Wired: It's funny you say that, because on our website, we often poll our readers about this stuff. Last week, we asked everyone what add-on they'd most like to see rolled into Firefox to make it a more competitive product. (AdBlock Plus was the clear winner, by the way.)

Dotzler: But voting isn't the only mechanism for collecting that feedback. We can run tests to see what buttons people click on. In our beta testing, we have 1,000 people who have volunteered to give us the logs of how often they click on each button, how long it takes them to find the button they're looking for.

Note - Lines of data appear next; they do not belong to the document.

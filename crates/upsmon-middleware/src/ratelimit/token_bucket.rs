use std::time::{Duration, Instant};
use tokio::sync::Mutex;
use tracing::debug;

/// 令牌桶限流器
///
/// 令牌数用浮点保存，低速率（如 100 次 / 15 分钟）也能按比例补充。
pub struct TokenBucket {
    capacity: f64,
    refill_rate: f64, // tokens per second
    state: Mutex<TokenState>,
}

struct TokenState {
    current: f64,
    last_refill: Instant,
    last_used: Instant,
}

impl TokenBucket {
    /// 创建新的令牌桶（初始为满）
    pub fn new(capacity: u64, refill_rate: f64) -> Self {
        let now = Instant::now();
        Self {
            capacity: capacity as f64,
            refill_rate: refill_rate.max(0.0),
            state: Mutex::new(TokenState {
                current: capacity as f64,
                last_refill: now,
                last_used: now,
            }),
        }
    }

    /// 尝试获取指定数量的令牌（非阻塞）
    pub async fn try_acquire(&self, tokens: u64) -> bool {
        let mut state = self.state.lock().await;
        let now = Instant::now();
        self.refill(&mut state, now);
        state.last_used = now;

        let wanted = tokens as f64;
        if state.current >= wanted {
            state.current -= wanted;
            debug!(tokens, remaining = state.current, "Tokens acquired");
            true
        } else {
            debug!(tokens, available = state.current, "Insufficient tokens");
            false
        }
    }

    fn refill(&self, state: &mut TokenState, now: Instant) {
        let elapsed = now.duration_since(state.last_refill).as_secs_f64();
        state.current = (state.current + elapsed * self.refill_rate).min(self.capacity);
        state.last_refill = now;
    }

    /// 获取当前可用的整令牌数
    pub async fn available(&self) -> u64 {
        let mut state = self.state.lock().await;
        self.refill(&mut state, Instant::now());
        state.current.floor() as u64
    }

    /// 距离下一个令牌可用的时间
    pub async fn time_until_available(&self) -> Duration {
        let mut state = self.state.lock().await;
        self.refill(&mut state, Instant::now());
        if state.current >= 1.0 || self.refill_rate <= 0.0 {
            return Duration::ZERO;
        }
        Duration::from_secs_f64((1.0 - state.current) / self.refill_rate)
    }

    /// 最近一次取令牌距今的时间
    pub async fn idle_for(&self) -> Duration {
        self.state.lock().await.last_used.elapsed()
    }
}
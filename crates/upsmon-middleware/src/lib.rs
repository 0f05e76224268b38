pub mod auth;
pub mod ratelimit;

pub use auth::{api_key_middleware, bearer_middleware, ApiKeyAuth, AuthError, BearerAuth};
pub use ratelimit::{rate_limit_middleware, RateLimitStrategy, RateLimiter, TokenBucket};
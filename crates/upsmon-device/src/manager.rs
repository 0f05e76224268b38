use crate::device_types::DeviceTypeRegistry;
use crate::model::{
    Device, DeviceMetadata, DeviceType, ErrorQuery, ErrorRecord, HistoryQuery, Measurement,
    WarningQuery, WarningRecord,
};
use crate::payload::RawPayload;
use crate::pipeline::{Pipeline, Processed};
use crate::store::{ErrorStats, MeasurementStats, Overview, TelemetryStore};
use crate::Result;
use sea_orm::DatabaseConnection;
use serde::Serialize;
use std::sync::Arc;
use tracing::{info, warn};

/// 一次上报的处理回执
#[derive(Debug, Clone, PartialEq, Serialize)]
pub struct IngestReceipt {
    pub device_id: String,
    pub device_type: DeviceType,
    /// `measurement` 或 `error`
    pub kind: &'static str,
    pub record_id: i64,
    pub warnings: usize,
}

impl IngestReceipt {
    pub fn is_error_report(&self) -> bool {
        self.kind == "error"
    }
}

/// 遥测管理器
///
/// 统一入口：分发管线负责校验与规范化，存储层负责事务写入与查询。
pub struct TelemetryManager {
    pipeline: Arc<Pipeline>,
    store: Arc<TelemetryStore>,
}

impl TelemetryManager {
    pub fn new(pipeline: Arc<Pipeline>, store: Arc<TelemetryStore>) -> Self {
        info!(
            device_types = pipeline.registry().list().len(),
            "Telemetry manager created"
        );
        Self { pipeline, store }
    }

    /// 使用内置处理器和给定注册表创建
    pub fn with_registry(db: Arc<DatabaseConnection>, registry: DeviceTypeRegistry) -> Self {
        let pipeline = Pipeline::with_builtin_handlers(Arc::new(registry));
        Self::new(Arc::new(pipeline), Arc::new(TelemetryStore::new(db)))
    }

    /// 处理并保存一条上报
    ///
    /// 校验失败时不写入任何数据。
    pub async fn ingest(&self, payload: &RawPayload) -> Result<IngestReceipt> {
        let processed = self.pipeline.process(payload).map_err(|e| {
            warn!(
                device_id = payload.device_id().unwrap_or("-"),
                error = %e,
                "Payload rejected"
            );
            e
        })?;

        let metadata = DeviceMetadata::from_payload(payload);
        let warnings = match &processed {
            Processed::Measurement { .. } => payload.warnings(),
            Processed::Error { .. } => Vec::new(),
        };

        let persisted = self.store.persist(&processed, &metadata, &warnings).await?;

        info!(
            device_id = %persisted.device.device_id,
            device_type = %processed.device_type(),
            kind = processed.kind(),
            "Telemetry ingested"
        );

        Ok(IngestReceipt {
            device_id: persisted.device.device_id,
            device_type: processed.device_type().clone(),
            kind: processed.kind(),
            record_id: persisted.record_id,
            warnings: persisted.warnings,
        })
    }

    // ========== 查询 ==========

    pub async fn get_device(&self, device_id: &str) -> Result<Option<Device>> {
        self.store.get_device(device_id).await
    }

    pub async fn list_devices(&self, device_type: Option<&DeviceType>) -> Result<Vec<Device>> {
        self.store.list_devices(device_type).await
    }

    pub async fn update_device_metadata(
        &self,
        device_id: &str,
        metadata: &DeviceMetadata,
    ) -> Result<Device> {
        self.store.update_device_metadata(device_id, metadata).await
    }

    pub async fn current_state(&self, device_id: &str) -> Result<Option<Measurement>> {
        self.store.current_state(device_id).await
    }

    pub async fn history(&self, device_id: &str, query: &HistoryQuery) -> Result<Vec<Measurement>> {
        self.store.history(device_id, query).await
    }

    pub async fn errors(&self, device_id: &str, query: &ErrorQuery) -> Result<Vec<ErrorRecord>> {
        self.store.errors(device_id, query).await
    }

    pub async fn warnings(
        &self,
        device_id: &str,
        query: &WarningQuery,
    ) -> Result<Vec<WarningRecord>> {
        self.store.warnings(device_id, query).await
    }

    pub async fn measurement_stats(
        &self,
        device_id: &str,
        from: i64,
        to: i64,
    ) -> Result<MeasurementStats> {
        self.store.measurement_stats(device_id, from, to).await
    }

    pub async fn error_stats(&self, device_id: Option<&str>) -> Result<ErrorStats> {
        self.store.error_stats(device_id).await
    }

    pub async fn overview(&self) -> Result<Overview> {
        self.store.overview().await
    }

    // ========== 辅助方法 ==========

    pub fn pipeline(&self) -> &Arc<Pipeline> {
        &self.pipeline
    }

    pub fn registry(&self) -> &DeviceTypeRegistry {
        self.pipeline.registry()
    }

    pub fn store(&self) -> &Arc<TelemetryStore> {
        &self.store
    }
}
use anyhow::{anyhow, bail, Result};
use ::config::{Config, Environment, File, FileFormat};
use serde::Deserialize;
use std::net::SocketAddr;
use std::path::Path;
use tracing::warn;
use upsmon_device::{DeviceType, DeviceTypeDescriptor, DeviceTypeRegistry, MeasurementStatus};

/// 出厂默认的设备 API Key，生产环境必须修改
pub const DEFAULT_API_KEY: &str = "change-this-api-key";

/// 环境变量前缀，例如 `UPSMON__SERVER__PORT=8080`
pub const ENV_PREFIX: &str = "UPSMON";

#[derive(Debug, Deserialize, Clone, Default)]
#[serde(default)]
pub struct AppConfig {
    pub server: ServerConfig,
    pub database: DatabaseConfig,
    pub api: ApiConfig,
    pub rate_limit: RateLimitConfig,
    pub cors: CorsConfig,
    pub logging: LoggingConfig,
    pub metrics: MetricsConfig,
    /// 额外注册的设备类型
    pub device_types: Vec<DeviceTypeConfig>,
}

#[derive(Debug, Deserialize, Clone)]
#[serde(default)]
pub struct ServerConfig {
    pub host: String,
    pub port: u16,
}

#[derive(Debug, Deserialize, Clone)]
#[serde(default)]
pub struct DatabaseConfig {
    pub url: String,
}

#[derive(Debug, Deserialize, Clone)]
#[serde(default)]
pub struct ApiConfig {
    /// 设备上报使用的 `X-API-Key`
    pub device_api_key: String,
    /// 查询接口的 Bearer Token，不配置时查询接口不鉴权
    pub dashboard_token: Option<String>,
}

#[derive(Debug, Deserialize, Clone)]
#[serde(default)]
pub struct RateLimitConfig {
    pub enabled: bool,
    /// 每个客户端 IP 在窗口内允许的上报次数
    pub max_requests: u64,
    pub window_secs: u64,
}

#[derive(Debug, Deserialize, Clone)]
#[serde(default)]
pub struct CorsConfig {
    /// 前端地址
    pub origin: Option<String>,
}

#[derive(Debug, Deserialize, Clone)]
#[serde(default)]
pub struct LoggingConfig {
    pub level: String,
    /// 输出 JSON 格式日志
    pub json: bool,
}

#[derive(Debug, Deserialize, Clone)]
#[serde(default)]
pub struct MetricsConfig {
    pub enabled: bool,
    pub listen: String,
}

/// 配置文件中的设备类型
#[derive(Debug, Deserialize, Clone)]
pub struct DeviceTypeConfig {
    pub tag: String,
    pub display_name: String,
    #[serde(default)]
    pub expected_fields: Vec<String>,
    #[serde(default)]
    pub required_any: Vec<String>,
    #[serde(default)]
    pub signature: Vec<String>,
    #[serde(default = "default_status_levels")]
    pub status_levels: Vec<MeasurementStatus>,
    #[serde(default = "default_poll_interval_ms")]
    pub poll_interval_ms: u64,
}

// 默认值函数
fn default_status_levels() -> Vec<MeasurementStatus> {
    MeasurementStatus::ALL.to_vec()
}

fn default_poll_interval_ms() -> u64 {
    30_000
}

// Default trait 实现
impl Default for ServerConfig {
    fn default() -> Self {
        Self {
            host: "0.0.0.0".to_string(),
            port: 3000,
        }
    }
}

impl Default for DatabaseConfig {
    fn default() -> Self {
        Self {
            url: "sqlite://data/ups_monitor.db?mode=rwc".to_string(),
        }
    }
}

impl Default for ApiConfig {
    fn default() -> Self {
        Self {
            device_api_key: DEFAULT_API_KEY.to_string(),
            dashboard_token: None,
        }
    }
}

impl Default for RateLimitConfig {
    fn default() -> Self {
        Self {
            enabled: true,
            max_requests: 100,
            window_secs: 15 * 60,
        }
    }
}

impl Default for CorsConfig {
    fn default() -> Self {
        Self {
            origin: Some("http://localhost:3001".to_string()),
        }
    }
}

impl Default for LoggingConfig {
    fn default() -> Self {
        Self {
            level: "info".to_string(),
            json: false,
        }
    }
}

impl Default for MetricsConfig {
    fn default() -> Self {
        Self {
            enabled: false,
            listen: "0.0.0.0:9100".to_string(),
        }
    }
}

impl From<&DeviceTypeConfig> for DeviceTypeDescriptor {
    fn from(config: &DeviceTypeConfig) -> Self {
        DeviceTypeDescriptor {
            device_type: DeviceType::from_tag(&config.tag),
            display_name: config.display_name.clone(),
            expected_fields: config.expected_fields.clone(),
            required_any: config.required_any.clone(),
            signature: config.signature.clone(),
            status_levels: config.status_levels.clone(),
            poll_interval_ms: config.poll_interval_ms,
        }
    }
}

impl AppConfig {
    /// 加载配置：TOML 文件（可选）+ `UPSMON__*` 环境变量
    pub fn load(path: Option<&Path>) -> Result<Self> {
        Self::load_with_env(path, Environment::with_prefix(ENV_PREFIX))
    }

    fn load_with_env(path: Option<&Path>, env: Environment) -> Result<Self> {
        let mut builder = Config::builder();

        if let Some(path) = path {
            let path = path
                .to_str()
                .ok_or_else(|| anyhow!("Invalid config path: {}", path.display()))?;
            builder = builder.add_source(File::new(path, FileFormat::Toml).required(false));
        }

        let settings = builder
            .add_source(
                env.prefix_separator("__")
                    .separator("__")
                    .try_parsing(true),
            )
            .build()?;

        let app_config: AppConfig = settings.try_deserialize()?;
        Ok(app_config)
    }

    /// 检查配置是否可用
    pub fn validate(&self) -> Result<()> {
        if self.server.port == 0 {
            bail!("server.port must not be 0");
        }
        if self.api.device_api_key.trim().is_empty() {
            bail!("api.device_api_key must not be empty");
        }
        if self.rate_limit.enabled
            && (self.rate_limit.max_requests == 0 || self.rate_limit.window_secs == 0)
        {
            bail!("rate_limit.max_requests and rate_limit.window_secs must be greater than 0");
        }
        if self.metrics.enabled {
            self.metrics_addr()?;
        }
        for device_type in &self.device_types {
            let tag = device_type.tag.trim();
            if tag.is_empty() || tag == DeviceType::Unknown.as_str() {
                bail!("device_types: invalid tag '{}'", device_type.tag);
            }
        }

        if self.api.device_api_key == DEFAULT_API_KEY {
            warn!("api.device_api_key is still the default value, change it before deployment");
        }
        Ok(())
    }

    pub fn metrics_addr(&self) -> Result<SocketAddr> {
        self.metrics
            .listen
            .parse()
            .map_err(|e| anyhow!("Invalid metrics.listen '{}': {}", self.metrics.listen, e))
    }

    /// 内置类型 + 配置文件中的类型
    pub fn device_type_registry(&self) -> DeviceTypeRegistry {
        let mut registry = DeviceTypeRegistry::builtin();
        for device_type in &self.device_types {
            registry.register(device_type.into());
        }
        registry
    }
}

If we have hard data about the browser's usability, we might make a change like making the back button twice the size it was in the previous release. So that decision isn't one we're going to take a public vote on because we actually know better. Maybe.

Wired: What do you think is the most significant contribution that Firefox 3 is going to make to the browser ecosystem upon its release? I know that's kind of a big question...

Dotzler: But it's easy. I think the most significant thing we can do is release a browser that respects agreed upon web standards.

If we can empower a new set of standard features on the web by implementing cool things -- that shared set of "new stuff," along with Safari and Opera and Internet Explorer -- I think that would be really exciting. We're working with the WHAT Working Group and the W3C to take features like Canvas, which started off as a single-browser implementation that we now all have (minus Internet Explorer) and make them standards.

For user features, it's safety and security. We're going to make it a lot easier for you to protect yourself online. That's really important, and it also plays into the health of the web.

And of course, for all the people who have had problems with Mozilla's performance and resource usage, the latest releases of Firefox are rocking now. We're the fastest browser on the planet. We're the lightest browser on the planet. And that's something we haven't been able to brag about for a while. But we're beating everyone right now, and with Firefox 3, we're going to ship a browser that's best across the board.